Exercise aim -> Beneath this task are records; print exactly the stretch of them from the line with "g.insert(id, record);" through the line with "p.insert(props::STATUS.into(), Value::from(status));", both ends included.

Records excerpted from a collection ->
□ □ □ □ □
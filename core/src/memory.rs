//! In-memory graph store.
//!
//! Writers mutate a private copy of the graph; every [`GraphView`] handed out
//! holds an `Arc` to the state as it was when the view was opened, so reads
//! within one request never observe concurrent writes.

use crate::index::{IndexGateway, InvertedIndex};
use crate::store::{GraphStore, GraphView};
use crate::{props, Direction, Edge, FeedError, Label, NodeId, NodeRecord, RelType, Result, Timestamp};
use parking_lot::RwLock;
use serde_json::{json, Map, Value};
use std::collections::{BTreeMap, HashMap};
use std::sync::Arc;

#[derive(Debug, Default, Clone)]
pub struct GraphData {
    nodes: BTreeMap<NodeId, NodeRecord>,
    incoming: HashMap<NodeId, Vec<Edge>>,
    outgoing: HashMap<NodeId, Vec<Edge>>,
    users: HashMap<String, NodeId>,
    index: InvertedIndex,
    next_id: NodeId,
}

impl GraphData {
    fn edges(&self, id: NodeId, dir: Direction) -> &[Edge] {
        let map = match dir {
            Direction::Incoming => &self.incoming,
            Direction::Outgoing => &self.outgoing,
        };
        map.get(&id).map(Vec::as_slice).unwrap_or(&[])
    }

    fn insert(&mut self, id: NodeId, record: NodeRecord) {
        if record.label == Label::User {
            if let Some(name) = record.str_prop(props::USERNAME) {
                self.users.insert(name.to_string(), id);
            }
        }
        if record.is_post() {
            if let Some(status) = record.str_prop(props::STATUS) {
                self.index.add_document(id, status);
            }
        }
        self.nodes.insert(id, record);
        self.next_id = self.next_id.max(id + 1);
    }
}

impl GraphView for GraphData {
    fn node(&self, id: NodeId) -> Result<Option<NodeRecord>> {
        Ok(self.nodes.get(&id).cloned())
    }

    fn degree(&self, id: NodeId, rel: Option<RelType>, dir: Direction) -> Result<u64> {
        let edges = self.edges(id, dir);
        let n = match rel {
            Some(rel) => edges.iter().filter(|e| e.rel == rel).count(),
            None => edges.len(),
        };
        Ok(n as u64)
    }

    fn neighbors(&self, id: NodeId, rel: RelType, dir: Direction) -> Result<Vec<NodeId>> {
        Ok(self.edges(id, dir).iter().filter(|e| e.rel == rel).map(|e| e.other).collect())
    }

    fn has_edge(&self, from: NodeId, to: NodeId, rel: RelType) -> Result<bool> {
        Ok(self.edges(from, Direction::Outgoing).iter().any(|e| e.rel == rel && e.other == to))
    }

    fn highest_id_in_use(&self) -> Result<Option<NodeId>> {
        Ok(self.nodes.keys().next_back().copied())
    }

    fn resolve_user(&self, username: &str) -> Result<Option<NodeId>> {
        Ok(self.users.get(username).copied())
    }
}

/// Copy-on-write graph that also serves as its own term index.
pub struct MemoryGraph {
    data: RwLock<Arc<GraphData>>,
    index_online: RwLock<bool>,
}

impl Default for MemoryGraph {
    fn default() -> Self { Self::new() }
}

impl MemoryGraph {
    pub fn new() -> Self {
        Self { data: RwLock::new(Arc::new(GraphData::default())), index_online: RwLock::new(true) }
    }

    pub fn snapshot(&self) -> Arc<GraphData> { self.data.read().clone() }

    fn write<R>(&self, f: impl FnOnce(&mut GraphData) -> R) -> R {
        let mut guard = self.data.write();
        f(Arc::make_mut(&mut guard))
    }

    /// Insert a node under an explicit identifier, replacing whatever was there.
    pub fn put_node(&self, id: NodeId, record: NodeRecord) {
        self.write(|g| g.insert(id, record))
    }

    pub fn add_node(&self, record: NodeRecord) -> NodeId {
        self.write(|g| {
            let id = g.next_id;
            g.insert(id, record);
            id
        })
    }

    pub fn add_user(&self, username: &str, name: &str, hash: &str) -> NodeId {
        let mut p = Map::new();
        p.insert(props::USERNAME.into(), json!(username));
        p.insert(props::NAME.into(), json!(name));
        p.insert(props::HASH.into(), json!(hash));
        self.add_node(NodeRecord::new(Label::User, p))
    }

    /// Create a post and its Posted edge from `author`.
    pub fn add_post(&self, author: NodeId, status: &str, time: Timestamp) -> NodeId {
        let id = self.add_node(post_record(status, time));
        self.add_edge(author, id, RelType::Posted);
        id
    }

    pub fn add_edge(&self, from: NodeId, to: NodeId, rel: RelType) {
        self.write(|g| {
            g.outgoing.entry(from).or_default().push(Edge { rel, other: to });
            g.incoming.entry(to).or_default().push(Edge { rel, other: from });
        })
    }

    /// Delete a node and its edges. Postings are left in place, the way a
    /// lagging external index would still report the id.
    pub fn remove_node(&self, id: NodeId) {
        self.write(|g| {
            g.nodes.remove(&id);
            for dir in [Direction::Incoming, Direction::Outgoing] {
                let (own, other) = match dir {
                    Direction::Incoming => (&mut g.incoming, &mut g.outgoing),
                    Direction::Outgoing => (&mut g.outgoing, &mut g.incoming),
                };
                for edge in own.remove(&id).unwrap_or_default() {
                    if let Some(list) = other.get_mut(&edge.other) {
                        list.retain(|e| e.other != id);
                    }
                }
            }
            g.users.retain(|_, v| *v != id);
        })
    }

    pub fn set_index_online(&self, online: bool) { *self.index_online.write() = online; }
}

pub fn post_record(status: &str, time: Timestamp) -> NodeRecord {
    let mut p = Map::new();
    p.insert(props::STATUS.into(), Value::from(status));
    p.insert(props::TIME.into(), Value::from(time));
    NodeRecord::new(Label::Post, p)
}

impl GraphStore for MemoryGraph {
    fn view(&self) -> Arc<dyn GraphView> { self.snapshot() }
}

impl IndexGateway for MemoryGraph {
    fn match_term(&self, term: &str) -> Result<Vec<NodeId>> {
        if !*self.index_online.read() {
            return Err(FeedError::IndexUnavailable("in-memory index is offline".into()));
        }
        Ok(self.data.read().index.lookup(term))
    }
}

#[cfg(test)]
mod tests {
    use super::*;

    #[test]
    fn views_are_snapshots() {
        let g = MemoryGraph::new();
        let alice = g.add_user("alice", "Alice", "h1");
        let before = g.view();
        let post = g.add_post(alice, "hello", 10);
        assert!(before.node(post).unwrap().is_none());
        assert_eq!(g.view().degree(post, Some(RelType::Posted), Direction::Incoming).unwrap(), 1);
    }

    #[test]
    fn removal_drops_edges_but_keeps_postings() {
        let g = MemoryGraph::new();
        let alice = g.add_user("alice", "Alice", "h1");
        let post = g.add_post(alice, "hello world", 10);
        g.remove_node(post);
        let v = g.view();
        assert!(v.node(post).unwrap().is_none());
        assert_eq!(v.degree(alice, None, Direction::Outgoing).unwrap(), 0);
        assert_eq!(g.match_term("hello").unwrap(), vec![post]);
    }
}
□ □ □ □ □
Result ->
            g.insert(id, record);
            id
        })
    }

    pub fn add_user(&self, username: &str, name: &str, hash: &str) -> NodeId {
        let mut p = Map::new();
        p.insert(props::USERNAME.into(), json!(username));
        p.insert(props::NAME.into(), json!(name));
        p.insert(props::HASH.into(), json!(hash));
        self.add_node(NodeRecord::new(Label::User, p))
    }

    /// Create a post and its Posted edge from `author`.
    pub fn add_post(&self, author: NodeId, status: &str, time: Timestamp) -> NodeId {
        let id = self.add_node(post_record(status, time));
        self.add_edge(author, id, RelType::Posted);
        id
    }

    pub fn add_edge(&self, from: NodeId, to: NodeId, rel: RelType) {
        self.write(|g| {
            g.outgoing.entry(from).or_default().push(Edge { rel, other: to });
            g.incoming.entry(to).or_default().push(Edge { rel, other: from });
        })
    }

    /// Delete a node and its edges. Postings are left in place, the way a
    /// lagging external index would still report the id.
    pub fn remove_node(&self, id: NodeId) {
        self.write(|g| {
            g.nodes.remove(&id);
            for dir in [Direction::Incoming, Direction::Outgoing] {
                let (own, other) = match dir {
                    Direction::Incoming => (&mut g.incoming, &mut g.outgoing),
                    Direction::Outgoing => (&mut g.outgoing, &mut g.incoming),
                };
                for edge in own.remove(&id).unwrap_or_default() {
                    if let Some(list) = other.get_mut(&edge.other) {
                        list.retain(|e| e.other != id);
                    }
                }
            }
            g.users.retain(|_, v| *v != id);
        })
    }

    pub fn set_index_online(&self, online: bool) { *self.index_online.write() = online; }
}

pub fn post_record(status: &str, time: Timestamp) -> NodeRecord {
    let mut p = Map::new();
    p.insert(props::STATUS.into(), Value::from(status));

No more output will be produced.